Once upon a time, something happened. If it hadn't happened, it wouldn't be told.
At the edge of the village, where the peasants' oxen break through the hedges and the neighbors' hogs wallow in the ground under the fences, there once stood a house. In this house lived a man, and the man had a wife; but the wife grieved all day long.
"What troubles you, dear wife, that you sit there drooping like a frost-bitten bud in the sunlight?" her husband asked one day. "You have all you need. So be cheerful, like other folks."
"Let me alone, and ask no more questions!" replied the wife, and became still more melancholy than before.
Her husband questioned her the second time, and received the same reply. But, when he asked again, she answered more fully.
"Dear me," she said, "why do you trouble your head about it? If you know, you'll be just sorrowful as I am. It's better for me not to tell you."
But, to this, people will never agree. If you tell a person he must sit still, he is more anxious to move than ever. Stan was now determined to know what was in his wife's mind.
"If you are determined to hear, I'll tell you," said the wife. "There's no luck in the house, husband,--there's no luck in the house!"
"Isn't the cow a good one? Are not the fruit-trees and bee-hives full? Are not the fields fertile?" asked Stan. "You talk nonsense, if you complain of any thing."
"But, husband, we have no children."
Stan understood; and, when a man realizes such a thing, it isn't well. From this time, a sorrowful man and a sorrowful woman lived in the house on the edge of the village. And they were sorrowful because the Lord had given them no children. When the wife saw her husband sad, she grew still more melancholy; and the more melancholy she was, the greater his grief became.
This continued for a long time.
They had masses repeated and prayers read in all the churches. They questioned all the witches, but God's gift did not come.

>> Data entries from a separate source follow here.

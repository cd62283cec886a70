use actix_web::{web, HttpResponse, Responder};
use serde::Deserialize;
use serde_json::json;

use crate::models::preferences::TravelPreferences;
use crate::services::recommendation_service::{RecommendationError, RecommendationService};

#[derive(Debug, Deserialize)]
pub struct RecommendationRequest {
    pub preferences: TravelPreferences,
    /// Optional per-request override for how long to wait on the provider.
    pub timeout_secs: Option<u64>,
}

/*
    POST /api/recommendations

    Pure lookup: asks the provider for destination candidates and relays
    them. Nothing is stored; accepting a candidate goes through
    POST /api/trips/from-recommendation.
*/
pub async fn generate(input: web::Json<RecommendationRequest>) -> impl Responder {
    let request = input.into_inner();
    if let Err(msg) = request.preferences.validate() {
        return HttpResponse::BadRequest().json(json!({ "error": msg }));
    }

    let service = match RecommendationService::from_env() {
        Ok(service) => service,
        Err(err) => {
            eprintln!("Recommendation service unavailable: {}", err);
            return HttpResponse::InternalServerError().json(json!({ "error": err.to_string() }));
        }
    };

    match service
        .recommend(&request.preferences, request.timeout_secs)
        .await
    {
        Ok(set) => HttpResponse::Ok().json(set),
        Err(err) => {
            eprintln!("Recommendation request failed: {}", err);
            match err {
                RecommendationError::Timeout(_) => {
                    HttpResponse::GatewayTimeout().json(json!({ "error": err.to_string() }))
                }
                RecommendationError::ProviderError { .. }
                | RecommendationError::MalformedResponse(_)
                | RecommendationError::RequestError(_) => {
                    HttpResponse::BadGateway().json(json!({ "error": err.to_string() }))
                }
                RecommendationError::EnvironmentError(_) => {
                    HttpResponse::InternalServerError().json(json!({ "error": err.to_string() }))
                }
            }
        }
    }
}
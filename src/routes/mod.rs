pub mod health;
pub mod itinerary;
pub mod place;
pub mod recommendation;
pub mod trip;
pub struct RecommendationService {
    client: Client,
    api_key: String,
    model: String,
    default_timeout: Duration,
}

impl RecommendationService {
    pub fn from_env() -> Result<Self, RecommendationError> {
        let api_key = env::var("OPENAI_API_KEY").map_err(|_| {
            RecommendationError::EnvironmentError(
                "OPENAI_API_KEY environment variable not set".to_string(),
            )
        })?;
        let model = env::var("OPENAI_MODEL").unwrap_or_else(|_| DEFAULT_MODEL.to_string());
        let default_timeout = env::var("RECOMMENDATION_TIMEOUT_SECS")
            .ok()
            .and_then(|raw| raw.parse::<u64>().ok())
            .map(clamp_timeout)
            .unwrap_or(DEFAULT_TIMEOUT_SECS);

        Ok(Self {
            client: Client::new(),
            api_key,
            model,
            default_timeout: Duration::from_secs(default_timeout),
        })
    }

    /// Ask the provider for destination candidates. `timeout_secs` overrides
    /// the configured timeout for this one call, capped at two minutes.
    pub async fn recommend(
        &self,
        preferences: &TravelPreferences,
        timeout_secs: Option<u64>,
    ) -> Result<RecommendationSet, RecommendationError> {
        let timeout = timeout_secs
            .map(clamp_timeout)
            .map(Duration::from_secs)
            .unwrap_or(self.default_timeout);

        let request = ChatRequest {
            model: &self.model,
            messages: vec![
                ChatMessage {
                    role: "system",
                    content: system_prompt(),
                },
                ChatMessage {
                    role: "user",
                    content: build_analysis_prompt(preferences),
                },
            ],
            temperature: TEMPERATURE,
            max_tokens: MAX_RESPONSE_TOKENS,
            response_format: ResponseFormat { kind: "json_object" },
        };

        log::debug!(
            "requesting recommendations from {} (model {}, timeout {}s)",
            CHAT_COMPLETIONS_URL,
            self.model,
            timeout.as_secs()
        );

        let response = self
            .client
            .post(CHAT_COMPLETIONS_URL)
            .bearer_auth(&self.api_key)
            .timeout(timeout)
            .json(&request)
            .send()
            .await
            .map_err(|err| {
                if err.is_timeout() {
                    RecommendationError::Timeout(timeout.as_secs())
                } else {
                    RecommendationError::RequestError(err)
                }
            })?;

        let status = response.status();
        if !status.is_success() {
            let body = response.text().await.unwrap_or_default();
            return Err(RecommendationError::ProviderError {
                status: status.as_u16(),
                message: normalize_provider_error(status.as_u16(), &body),
            });
        }

        let completion: ChatResponse = response.json().await.map_err(|err| {
            RecommendationError::MalformedResponse(format!("could not decode completion: {}", err))
        })?;
        let content = completion
            .choices
            .into_iter()
            .next()
            .and_then(|choice| choice.message.content)
            .ok_or_else(|| {
                RecommendationError::MalformedResponse(
                    "completion carried no message content".to_string(),
                )
            })?;

        parse_recommendations(&content)
    }
}
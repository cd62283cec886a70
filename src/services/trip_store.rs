//! Trip Store
//!
//! Thin persistence layer over the `Trips` collection. Trips are stored as
//! whole documents with their itinerary embedded, so every update is a full
//! replace: load, mutate through the itinerary manager, save.

use std::fmt;
use std::sync::Arc;

use chrono::Utc;
use futures::TryStreamExt;
use mongodb::bson::{doc, oid::ObjectId};
use mongodb::{Client, Collection};

use crate::models::trip::{Trip, TripStatus};

const DATABASE: &str = "FindMyTravel";
const COLLECTION: &str = "Trips";
const DEFAULT_LIST_LIMIT: i64 = 50;
const MAX_LIST_LIMIT: i64 = 100;

#[derive(Debug)]
pub enum StoreError {
    /// The trip was never inserted, so there is no document to replace.
    MissingId,
    Database(mongodb::error::Error),
}

impl fmt::Display for StoreError {
    fn fmt(&self, f: &mut fmt::Formatter<'_>) -> fmt::Result {
        match self {
            StoreError::MissingId => write!(f, "trip has no id yet; insert it first"),
            StoreError::Database(err) => write!(f, "database error: {}", err),
        }
    }
}

impl std::error::Error for StoreError {}

impl From<mongodb::error::Error> for StoreError {
    fn from(err: mongodb::error::Error) -> Self {
        StoreError::Database(err)
    }
}

#[derive(Debug, Default)]
pub struct TripFilter {
    pub status: Option<TripStatus>,
    pub search: Option<String>,
    pub limit: Option<i64>,
}

#[derive(Clone)]
pub struct TripStore {
    client: Arc<Client>,
}

impl TripStore {
    pub fn new(client: Arc<Client>) -> Self {
        Self { client }
    }

    fn collection(&self) -> Collection<Trip> {
        self.client.database(DATABASE).collection(COLLECTION)
    }

    /// Insert a new trip, assigning an id and timestamps. The returned trip
    /// is the stored document.
    pub async fn insert(&self, mut trip: Trip) -> Result<Trip, StoreError> {
        if trip.id.is_none() {
            trip.id = Some(ObjectId::new());
        }
        let now = Utc::now();
        trip.created_at = Some(now);
        trip.updated_at = Some(now);
        self.collection().insert_one(&trip).await?;
        Ok(trip)
    }

    pub async fn find_by_id(&self, id: ObjectId) -> Result<Option<Trip>, StoreError> {
        Ok(self.collection().find_one(doc! { "_id": id }).await?)
    }

    /// Replace the stored document with this trip and bump `updated_at`.
    pub async fn save(&self, trip: &mut Trip) -> Result<(), StoreError> {
        let id = trip.id.ok_or(StoreError::MissingId)?;
        trip.updated_at = Some(Utc::now());
        self.collection()
            .replace_one(doc! { "_id": id }, &*trip)
            .await?;
        Ok(())
    }

    /// List trips, newest first. `search` matches name or destination as a
    /// case-insensitive substring.
    pub async fn list(&self, filter: TripFilter) -> Result<Vec<Trip>, StoreError> {
        let mut query = doc! {};
        if let Some(status) = filter.status {
            query.insert("status", status.as_str());
        }
        if let Some(search) = filter.search.as_deref() {
            let trimmed = search.trim();
            if !trimmed.is_empty() {
                let pattern = regex::escape(trimmed);
                query.insert(
                    "$or",
                    vec![
                        doc! { "name": { "$regex": &pattern, "$options": "i" } },
                        doc! { "destination": { "$regex": &pattern, "$options": "i" } },
                    ],
                );
            }
        }
        let limit = filter
            .limit
            .unwrap_or(DEFAULT_LIST_LIMIT)
            .clamp(1, MAX_LIST_LIMIT);

        let cursor = self
            .collection()
            .find(query)
            .sort(doc! { "created_at": -1 })
            .limit(limit)
            .await?;
        Ok(cursor.try_collect().await?)
    }

    /// Delete a trip. Returns false when no document matched.
    pub async fn delete(&self, id: ObjectId) -> Result<bool, StoreError> {
        let result = self.collection().delete_one(doc! { "_id": id }).await?;
        Ok(result.deleted_count > 0)
    }
}
//! Structure command handler.

use std::path::Path;

use hedgedoc_history::Result;
use hedgedoc_history::models::StructureItem;
use hedgedoc_history::taxonomy::parse_structure_config;

/// Structure command.
pub fn cmd_structure(path: &Path) -> Result<()> {
    let structure = parse_structure_config(path)?;
    for item in &structure.items {
        println!("{}", structure_line(item));
    }
    Ok(())
}

/// Formats one item, indented two spaces per level.
fn structure_line(item: &StructureItem) -> String {
    format!(
        "{}- {} ([{}])",
        "  ".repeat(item.level),
        item.name,
        item.tags.join(", ")
    )
}
//! Configuration management.
//!
//! Settings are layered: built-in defaults, then an optional TOML file, then
//! environment variables. Command-line flags override per invocation.

mod server;

pub use server::ServerConfig;

use serde::Deserialize;
use std::path::{Path, PathBuf};
use std::time::Duration;

/// Default name of the `hedgedoc` CLI binary, resolved on `PATH`.
pub const DEFAULT_PROGRAM: &str = "hedgedoc";
/// Default taxonomy file, relative to the working directory.
pub const DEFAULT_STRUCTURE_PATH: &str = "hd.structure.yaml";
/// Default output file for the generated document.
pub const DEFAULT_OUTPUT_PATH: &str = "out.md";
/// Default timeout for each `hedgedoc` invocation.
pub const DEFAULT_COMMAND_TIMEOUT_SECS: u64 = 15;

/// Environment variable overriding the `hedgedoc` binary.
pub const ENV_PROGRAM: &str = "HD_HISTORY_PROGRAM";
/// Environment variable overriding the taxonomy file.
pub const ENV_STRUCTURE: &str = "HD_HISTORY_STRUCTURE";
/// Environment variable overriding the reference document id.
pub const ENV_REFERENCE_ID: &str = "HD_HISTORY_REFERENCE_ID";

/// Main configuration for hedgedoc-history.
#[derive(Debug, Clone)]
pub struct AppConfig {
    /// Path or name of the `hedgedoc` binary.
    pub program: PathBuf,
    /// Timeout applied to every `hedgedoc` invocation.
    pub command_timeout: Duration,
    /// Taxonomy file.
    pub structure_path: PathBuf,
    /// Output file for the generated document.
    pub output_path: PathBuf,
    /// Id of the published reference document, if any.
    pub reference_id: Option<String>,
    /// Logging settings.
    pub logging: LoggingSettings,
}

/// Logging section of the config file.
#[derive(Debug, Clone, Default, Deserialize)]
pub struct LoggingSettings {
    /// Output format: `pretty` or `json`.
    pub format: Option<String>,
    /// Append logs to this file instead of stderr.
    pub file: Option<PathBuf>,
}

/// Configuration file structure (for TOML parsing).
#[derive(Debug, Deserialize, Default)]
pub struct ConfigFile {
    /// `hedgedoc` CLI section.
    pub hedgedoc: Option<ConfigFileHedgedoc>,
    /// Reference document section.
    pub reference: Option<ConfigFileReference>,
    /// Logging section.
    pub logging: Option<LoggingSettings>,
}

/// `hedgedoc` section in config file.
#[derive(Debug, Deserialize, Default)]
pub struct ConfigFileHedgedoc {
    /// Path or name of the binary.
    pub program: Option<String>,
    /// Per-command timeout in seconds.
    pub timeout_secs: Option<u64>,
}

/// Reference section in config file.
#[derive(Debug, Deserialize, Default)]
pub struct ConfigFileReference {
    /// Taxonomy file.
    pub structure: Option<String>,
    /// Output file.
    pub output: Option<String>,
    /// Published reference document id.
    pub id: Option<String>,
}

impl Default for AppConfig {
    fn default() -> Self {
        Self {
            program: PathBuf::from(DEFAULT_PROGRAM),
            command_timeout: Duration::from_secs(DEFAULT_COMMAND_TIMEOUT_SECS),
            structure_path: PathBuf::from(DEFAULT_STRUCTURE_PATH),
            output_path: PathBuf::from(DEFAULT_OUTPUT_PATH),
            reference_id: None,
            logging: LoggingSettings::default(),
        }
    }
}

impl AppConfig {
    /// Creates a new configuration with default values.
    #[must_use]
    pub fn new() -> Self {
        Self::default()
    }

    /// Loads configuration from a file path.
    ///
    /// # Errors
    ///
    /// Returns an error if the file cannot be read or parsed.
    pub fn load_from_file(path: &Path) -> crate::Result<Self> {
        let contents =
            std::fs::read_to_string(path).map_err(|e| crate::Error::OperationFailed {
                operation: "read_config_file".to_string(),
                cause: format!("{}: {e}", path.display()),
            })?;

        Self::from_toml_str(&contents)
    }

    /// Parses configuration from TOML text.
    ///
    /// # Errors
    ///
    /// Returns [`crate::Error::InvalidConfig`] if the text is not a valid
    /// config file.
    pub fn from_toml_str(contents: &str) -> crate::Result<Self> {
        let file: ConfigFile = toml::from_str(contents)
            .map_err(|e| crate::Error::InvalidConfig(format!("config file: {e}")))?;

        Ok(Self::from_config_file(file))
    }

    /// Loads configuration from the default location.
    ///
    /// Checks the platform config dir first, then `~/.config/hedgedoc-history/`.
    /// Returns default configuration if no config file is found.
    #[must_use]
    pub fn load_default() -> Self {
        let Some(base_dirs) = directories::BaseDirs::new() else {
            return Self::default();
        };

        let platform_config = base_dirs
            .config_dir()
            .join("hedgedoc-history")
            .join("config.toml");
        if platform_config.exists() {
            if let Ok(config) = Self::load_from_file(&platform_config) {
                return config;
            }
        }

        let xdg_config = base_dirs
            .home_dir()
            .join(".config")
            .join("hedgedoc-history")
            .join("config.toml");
        if xdg_config.exists() {
            if let Ok(config) = Self::load_from_file(&xdg_config) {
                return config;
            }
        }

        Self::default()
    }

    /// Converts a `ConfigFile` to `AppConfig`.
    fn from_config_file(file: ConfigFile) -> Self {
        let mut config = Self::default();

        if let Some(hedgedoc) = file.hedgedoc {
            if let Some(program) = hedgedoc.program {
                config.program = PathBuf::from(program);
            }
            if let Some(secs) = hedgedoc.timeout_secs {
                config.command_timeout = Duration::from_secs(secs);
            }
        }
        if let Some(reference) = file.reference {
            if let Some(structure) = reference.structure {
                config.structure_path = PathBuf::from(structure);
            }
            if let Some(output) = reference.output {
                config.output_path = PathBuf::from(output);
            }
            config.reference_id = reference.id;
        }
        if let Some(logging) = file.logging {
            config.logging = logging;
        }

        config
    }

    /// Applies overrides from the process environment.
    #[must_use]
    pub fn with_env_overrides(self) -> Self {
        self.with_overrides_from(|key| std::env::var(key).ok())
    }

    /// Applies overrides from an environment lookup. Blank values are ignored.
    #[must_use]
    pub fn with_overrides_from(mut self, lookup: impl Fn(&str) -> Option<String>) -> Self {
        let var = |key: &str| lookup(key).filter(|value| !value.trim().is_empty());

        if let Some(program) = var(ENV_PROGRAM) {
            self.program = PathBuf::from(program);
        }
        if let Some(structure) = var(ENV_STRUCTURE) {
            self.structure_path = PathBuf::from(structure);
        }
        if let Some(id) = var(ENV_REFERENCE_ID) {
            self.reference_id = Some(id);
        }
        self
    }

    /// Resolves the reference id, preferring an explicit value.
    ///
    /// # Errors
    ///
    /// Returns [`crate::Error::InvalidConfig`] if no id is configured anywhere.
    pub fn reference_id_or(&self, explicit: Option<String>) -> crate::Result<String> {
        explicit
            .or_else(|| self.reference_id.clone())
            .filter(|id| !id.trim().is_empty())
            .ok_or_else(|| {
                crate::Error::InvalidConfig(format!(
                    "no reference id; pass --reference-id, set {ENV_REFERENCE_ID} or reference.id"
                ))
            })
    }
}

#[cfg(test)]
mod tests {
    use super::*;
    use std::collections::HashMap;

    #[test]
    fn test_defaults() {
        let config = AppConfig::new();
        assert_eq!(config.program, PathBuf::from("hedgedoc"));
        assert_eq!(config.command_timeout, Duration::from_secs(15));
        assert_eq!(config.structure_path, PathBuf::from("hd.structure.yaml"));
        assert_eq!(config.output_path, PathBuf::from("out.md"));
        assert!(config.reference_id.is_none());
    }

    #[test]
    fn test_from_toml_str() {
        let config = AppConfig::from_toml_str(
            r#"
[hedgedoc]
program = "/home/me/.local/bin/hedgedoc"
timeout_secs = 30

[reference]
structure = "tags.yaml"
id = "l1U9OB_cQJK0G2mjGa12Bg"

[logging]
format = "json"
"#,
        )
        .unwrap();

        assert_eq!(config.program, PathBuf::from("/home/me/.local/bin/hedgedoc"));
        assert_eq!(config.command_timeout, Duration::from_secs(30));
        assert_eq!(config.structure_path, PathBuf::from("tags.yaml"));
        assert_eq!(config.output_path, PathBuf::from("out.md"));
        assert_eq!(config.reference_id.as_deref(), Some("l1U9OB_cQJK0G2mjGa12Bg"));
        assert_eq!(config.logging.format.as_deref(), Some("json"));
    }

    #[test]
    fn test_from_toml_str_rejects_garbage() {
        let err = AppConfig::from_toml_str("[hedgedoc\nprogram = 1").unwrap_err();
        assert!(matches!(err, crate::Error::InvalidConfig(_)));
    }

    #[test]
    fn test_load_from_file() {
        let dir = tempfile::tempdir().unwrap();
        let path = dir.path().join("config.toml");
        std::fs::write(&path, "[reference]\noutput = \"ref.md\"\n").unwrap();

        let config = AppConfig::load_from_file(&path).unwrap();
        assert_eq!(config.output_path, PathBuf::from("ref.md"));

        let missing = AppConfig::load_from_file(&dir.path().join("missing.toml"));
        assert!(missing.is_err());
    }

    #[test]
    fn test_env_overrides() {
        let env: HashMap<&str, &str> = HashMap::from([
            (ENV_PROGRAM, "/opt/hedgedoc"),
            (ENV_STRUCTURE, ""),
            (ENV_REFERENCE_ID, "abc"),
        ]);

        let config =
            AppConfig::new().with_overrides_from(|key| env.get(key).map(ToString::to_string));

        assert_eq!(config.program, PathBuf::from("/opt/hedgedoc"));
        assert_eq!(config.structure_path, PathBuf::from("hd.structure.yaml"));
        assert_eq!(config.reference_id.as_deref(), Some("abc"));
    }

    #[test]
    fn test_reference_id_resolution() {
        let config = AppConfig {
            reference_id: Some("from-file".to_string()),
            ..AppConfig::default()
        };
        assert_eq!(config.reference_id_or(None).unwrap(), "from-file");
        assert_eq!(
            config.reference_id_or(Some("flag".to_string())).unwrap(),
            "flag"
        );

        let err = AppConfig::new().reference_id_or(None).unwrap_err();
        assert!(err.to_string().contains("--reference-id"));
    }
}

One day, two travelers arrived at Stan's house, and were joyfully received and entertained with the best food he had. They were angels in disguise; and, perceiving that Stan and his wife were good people, one of them, while throwing his knapsack over his shoulder to continue his journey, asked his host what he most desired, and said that any three of his wishes should be fulfilled.
"Give me children," replied Stan.
"What else shall I give you?"
"Children, sir, give me children!"
"Take care," said the angel, "or there will be too many of them. Have you enough to support them?"